Fly anglers should be able to catch rising trout. Right?

March Browns Among the Baetis

(Al Hassal art)

This essay is an excerpt from the book Fly Tales: Lessons in Fly Fishing Like the Real Guys (Barclay Creek Press, 2010).


I’m getting better at this hatch business. In the old days I used to just show up and go fishing, catch some fish one way or another, and when a hatch came off I’d frantically try to figure out what was going on and usually end up with a few fish more. Later, someone might mention Blue-winged Olives, or this or that kind of caddis, and I’d think “Yeah, something like that.”

It all seemed sort of hit and miss. Probably because it was. I prided myself on being a generalist, or genericist, one who didn’t need to get fussy about details because, after all, these were just fish and bugs, and this was just fishing. I suffered frequent humiliations, but such moments seemed balanced out by instances of remarkable sport as well. Which proved, of course, that I was right: It was just fishing. Any fool could get it right.

But if you keep at it long enough, fly fishing will eventually lead you to the conclusion that whenever you see rising fish, fish that are feeding on the surface as insects either leave or return to the water, you should be able to catch those fish. It’s that simple. That’s the name of the game.

Simple, that is, as an organizing principle of the sport. Fish are feeding, coming to the surface to eat bugs, you should be able to fool them with a fly. Should, of course, is the operative word. You should be able to fool rising fish. Anything else is just an excuse.

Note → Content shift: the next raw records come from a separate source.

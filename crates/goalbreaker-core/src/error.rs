use thiserror::Error;

use crate::generation::GenerationError;

/// Outcome of a failed workflow operation.
///
/// The variants map one-to-one onto API status codes: validation 400,
/// not-found 404, generation and storage 500.
#[derive(Debug, Error)]
pub enum WorkflowError {
    #[error("{0}")]
    Validation(String),

    #[error("{entity} {id} not found")]
    NotFound { entity: &'static str, id: String },

    #[error("failed to generate goal steps: {0}")]
    Generation(#[from] GenerationError),

    #[error("storage error: {0:#}")]
    Storage(anyhow::Error),
}

impl WorkflowError {
    pub fn not_found(entity: &'static str, id: impl ToString) -> Self {
        Self::NotFound {
            entity,
            id: id.to_string(),
        }
    }
}

impl From<anyhow::Error> for WorkflowError {
    fn from(err: anyhow::Error) -> Self {
        Self::Storage(err)
    }
}

#[cfg(test)]
mod tests {
    use super::*;

    #[test]
    fn not_found_message_names_entity() {
        let err = WorkflowError::not_found("goal", "abc");
        assert_eq!(err.to_string(), "goal abc not found");
    }

    #[test]
    fn storage_message_includes_context_chain() {
        let inner = anyhow::anyhow!("connection reset").context("failed to insert goal");
        let err = WorkflowError::from(inner);
        assert_eq!(
            err.to_string(),
            "storage error: failed to insert goal: connection reset"
        );
    }
}
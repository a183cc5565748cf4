pub mod goals;
pub mod tasks;
//! Response shapes returned by the workflows.

use serde::{Deserialize, Serialize};
use uuid::Uuid;

use goalbreaker_db::models::{Goal, Task, TaskStatus};

/// A task as presented to callers.
#[derive(Debug, Clone, PartialEq, Eq, Serialize, Deserialize)]
pub struct TaskView {
    pub id: Uuid,
    pub title: String,
    pub status: TaskStatus,
}

impl From<Task> for TaskView {
    fn from(t: Task) -> Self {
        Self {
            id: t.id,
            title: t.title,
            status: t.status,
        }
    }
}

/// A goal with its tasks in `order_index` order.
#[derive(Debug, Clone, PartialEq, Eq, Serialize, Deserialize)]
pub struct GoalView {
    pub id: Uuid,
    pub goal_text: String,
    pub complexity: i32,
    pub regenerated_count: i32,
    pub tasks: Vec<TaskView>,
}

impl GoalView {
    /// Combine a goal row with its task rows, whatever order they arrived in.
    pub fn assemble(goal: Goal, mut tasks: Vec<Task>) -> Self {
        tasks.sort_by_key(|t| t.order_index);
        Self {
            id: goal.id,
            goal_text: goal.goal_text,
            complexity: goal.complexity,
            regenerated_count: goal.regenerated_count,
            tasks: tasks.into_iter().map(TaskView::from).collect(),
        }
    }
}
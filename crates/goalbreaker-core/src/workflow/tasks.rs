//! Task status updates.

use sqlx::PgPool;
use tracing::info;
use uuid::Uuid;

use goalbreaker_db::models::TaskStatus;
use goalbreaker_db::queries::tasks as task_db;

use super::TaskView;
use crate::WorkflowError;

/// Parse a caller-supplied status string.
///
/// Only `pending` and `completed` are accepted.
pub fn parse_status(status: &str) -> Result<TaskStatus, WorkflowError> {
    status.parse().map_err(|_| {
        WorkflowError::Validation(
            "Invalid status. Must be 'pending' or 'completed'.".to_string(),
        )
    })
}

/// Set the status of one task. The owning goal and sibling tasks are not
/// touched.
///
/// The status is validated before storage is accessed.
pub async fn set_task_status(
    pool: &PgPool,
    task_id: Uuid,
    status: &str,
) -> Result<TaskView, WorkflowError> {
    let status = parse_status(status)?;

    let task = task_db::update_task_status(pool, task_id, status)
        .await?
        .ok_or_else(|| WorkflowError::not_found("task", task_id))?;

    info!(task_id = %task.id, goal_id = %task.goal_id, %status, "task status updated");
    Ok(task.into())
}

I know. I’ve used them all.

This is a story I like to tell. The part about catching fish doesn’t much matter, because by then you can see it’s inevitable, the problem’s been solved. Up until then, even though it’s a fish story, so you’re pretty sure how it’ll turn out, there’s the element of mystery, which every good story demands. There’s also a lot to be said for telling a story in which, on the brink of failure, you stumble on an answer so obvious—yet previously unseen—that no one can bark at you for hotdogging, even though there’s always a little of that when things work out in your favor in the end.

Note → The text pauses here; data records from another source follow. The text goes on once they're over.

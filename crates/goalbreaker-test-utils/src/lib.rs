//! Shared test utilities for goalbreaker integration tests.
//!
//! Provides a PostgreSQL instance shared across tests (each test gets its own
//! database within the instance) and [`ScriptedDecomposer`], a stand-in for
//! the generation service.
//!
//! Two modes for PostgreSQL:
//! - **`GOALBREAKER_TEST_PG_URL`** set: use that server directly. The URL
//!   points at the server root, without a database name.
//! - **No env var**: spin up a container via testcontainers, shared per test
//!   binary through a `OnceCell`.

use std::collections::VecDeque;
use std::sync::Mutex;
use std::sync::atomic::{AtomicUsize, Ordering};
use std::time::Duration;

use async_trait::async_trait;
use sqlx::postgres::PgPoolOptions;
use sqlx::{Executor, PgPool};
use testcontainers::ContainerAsync;
use testcontainers::ImageExt;
use testcontainers::runners::AsyncRunner;
use testcontainers_modules::postgres::Postgres;
use tokio::sync::OnceCell;
use uuid::Uuid;

use goalbreaker_core::generation::{Decomposition, GenerationError, GoalDecomposer, StepDraft};
use goalbreaker_db::pool;

// ---------------------------------------------------------------------------
// PostgreSQL
// ---------------------------------------------------------------------------

/// Shared server state: base URL and optional container handle (kept alive).
struct SharedPg {
    base_url: String,
    /// Held to keep the container alive. `None` when using an external URL.
    _container: Option<ContainerAsync<Postgres>>,
}

static SHARED_PG: OnceCell<SharedPg> = OnceCell::const_new();

async fn init_shared_pg() -> SharedPg {
    if let Ok(url) = std::env::var("GOALBREAKER_TEST_PG_URL") {
        return SharedPg {
            base_url: url.trim_end_matches('/').to_string(),
            _container: None,
        };
    }

    let container = Postgres::default()
        .with_tag("17")
        .start()
        .await
        .expect("failed to start PostgreSQL container");

    let host = container.get_host().await.expect("failed to get host");
    let port = container
        .get_host_port_ipv4(5432)
        .await
        .expect("failed to get mapped port");

    SharedPg {
        base_url: format!("postgresql://postgres:postgres@{host}:{port}"),
        _container: Some(container),
    }
}

/// Base URL for the shared PostgreSQL (server root, no database name).
pub async fn pg_url() -> &'static str {
    let shared = SHARED_PG.get_or_init(init_shared_pg).await;
    &shared.base_url
}

async fn maintenance_pool() -> PgPool {
    let maint_url = format!("{}/postgres", pg_url().await);
    PgPoolOptions::new()
        .max_connections(1)
        .acquire_timeout(Duration::from_secs(30))
        .connect(&maint_url)
        .await
        .expect("failed to connect to maintenance database")
}

/// Create a temporary database with migrations applied.
///
/// Returns `(pool, db_name)`. Call [`drop_test_db`] with the returned
/// `db_name` when the test is done.
pub async fn create_test_db() -> (PgPool, String) {
    let maint_pool = maintenance_pool().await;

    let db_name = format!("goalbreaker_test_{}", Uuid::new_v4().simple());
    let stmt = format!("CREATE DATABASE {db_name}");
    maint_pool
        .execute(stmt.as_str())
        .await
        .unwrap_or_else(|e| panic!("failed to create temp database {db_name}: {e}"));
    maint_pool.close().await;

    let temp_url = format!("{}/{db_name}", pg_url().await);
    let temp_pool = PgPoolOptions::new()
        .max_connections(5)
        .acquire_timeout(Duration::from_secs(30))
        .connect(&temp_url)
        .await
        .unwrap_or_else(|e| panic!("failed to connect to temp database {db_name}: {e}"));

    pool::run_migrations(&temp_pool)
        .await
        .expect("migrations should succeed");

    (temp_pool, db_name)
}

/// Drop a temporary database, terminating any remaining connections first.
pub async fn drop_test_db(db_name: &str) {
    let maint_pool = maintenance_pool().await;

    let terminate = format!(
        "SELECT pg_terminate_backend(pid) \
         FROM pg_stat_activity \
         WHERE datname = '{db_name}' AND pid <> pg_backend_pid()"
    );
    let _ = maint_pool.execute(terminate.as_str()).await;

    let stmt = format!("DROP DATABASE IF EXISTS {db_name}");
    let _ = maint_pool.execute(stmt.as_str()).await;
    maint_pool.close().await;
}

// ---------------------------------------------------------------------------
// Generation stub
// ---------------------------------------------------------------------------

/// A five-step decomposition whose titles are `"{prefix} step 1"` .. `"{prefix} step 5"`.
pub fn decomposition(complexity: i32, prefix: &str) -> Decomposition {
    Decomposition {
        complexity,
        tasks: (1..=5)
            .map(|n| StepDraft {
                title: format!("{prefix} step {n}"),
            })
            .collect(),
    }
}

/// One scripted reply of a [`ScriptedDecomposer`].
#[derive(Debug, Clone)]
pub enum Scripted {
    /// Return this decomposition as-is (it is not validated by the stub).
    Steps(Decomposition),
    /// Fail with `GenerationError::Api { status: 503, message }`.
    Fail(String),
}

/// Replays scripted replies in order. The last reply repeats once the script
/// runs out. Records every goal text it was asked to decompose.
pub struct ScriptedDecomposer {
    script: Mutex<VecDeque<Scripted>>,
    seen: Mutex<Vec<String>>,
    calls: AtomicUsize,
}

impl ScriptedDecomposer {
    /// # Panics
    ///
    /// Panics if `script` is empty.
    pub fn new(script: impl IntoIterator<Item = Scripted>) -> Self {
        let script: VecDeque<Scripted> = script.into_iter().collect();
        assert!(!script.is_empty(), "script needs at least one reply");
        Self {
            script: Mutex::new(script),
            seen: Mutex::new(Vec::new()),
            calls: AtomicUsize::new(0),
        }
    }

    /// Always succeed with `decomposition`.
    pub fn succeeding(decomposition: Decomposition) -> Self {
        Self::new([Scripted::Steps(decomposition)])
    }

    /// Always fail.
    pub fn failing(message: &str) -> Self {
        Self::new([Scripted::Fail(message.to_string())])
    }

    pub fn call_count(&self) -> usize {
        self.calls.load(Ordering::SeqCst)
    }

    /// Goal texts received so far, in call order.
    pub fn seen_goals(&self) -> Vec<String> {
        self.seen.lock().unwrap().clone()
    }

    fn next_reply(&self) -> Scripted {
        let mut script = self.script.lock().unwrap();
        if script.len() > 1 {
            script.pop_front().unwrap()
        } else {
            script.front().cloned().unwrap()
        }
    }
}

#[async_trait]
impl GoalDecomposer for ScriptedDecomposer {
    fn name(&self) -> &str {
        "scripted"
    }

    async fn decompose(&self, goal_text: &str) -> Result<Decomposition, GenerationError> {
        self.calls.fetch_add(1, Ordering::SeqCst);
        self.seen.lock().unwrap().push(goal_text.to_string());
        match self.next_reply() {
            Scripted::Steps(d) => Ok(d),
            Scripted::Fail(message) => Err(GenerationError::Api {
                status: 503,
                message,
            }),
        }
    }
}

Of course, I wouldn’t tell any of this if I came off looking like a complete idiot. I’ve tried that. Just doesn’t work. The screwball act makes people nervous.

Anyway, this was in March on one of those rivers we all have in our lives that’s a little too far away to visit any weekend you choose, but not so far away that you have to mount a full-scale expedition to get there. On your own, these places can take years to sort out. That’s part of the beauty. You’re never there long enough to see hatches come and go, and as soon as you learn a couple of good drifts, you’re reluctant to do much exploring during the prime hatch hours. Also, there’s the simple matter that when a hatch does turn on, you can’t be ten places at once, which means you’re never really sure what’s happening anyplace but where you are—a fairly profound perspective, although certainly no different than that of a lowly trout.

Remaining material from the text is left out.